[Dataset excerpts]
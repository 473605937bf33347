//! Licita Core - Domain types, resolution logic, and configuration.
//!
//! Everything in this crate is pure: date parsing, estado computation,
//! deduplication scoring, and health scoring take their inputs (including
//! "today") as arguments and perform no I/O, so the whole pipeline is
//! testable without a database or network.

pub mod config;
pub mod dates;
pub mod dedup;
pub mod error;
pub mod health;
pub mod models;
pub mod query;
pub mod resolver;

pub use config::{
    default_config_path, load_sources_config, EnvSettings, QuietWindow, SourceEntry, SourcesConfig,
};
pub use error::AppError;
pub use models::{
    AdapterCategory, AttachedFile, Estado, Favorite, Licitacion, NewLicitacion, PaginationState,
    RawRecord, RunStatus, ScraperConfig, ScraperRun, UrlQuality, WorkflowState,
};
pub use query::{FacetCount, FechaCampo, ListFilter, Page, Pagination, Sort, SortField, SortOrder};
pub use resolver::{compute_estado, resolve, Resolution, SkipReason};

# Task statement
Every line in the records above with the string "health" in it should be shown.

# Task output
//! deduplication scoring, and health scoring take their inputs (including
pub mod health;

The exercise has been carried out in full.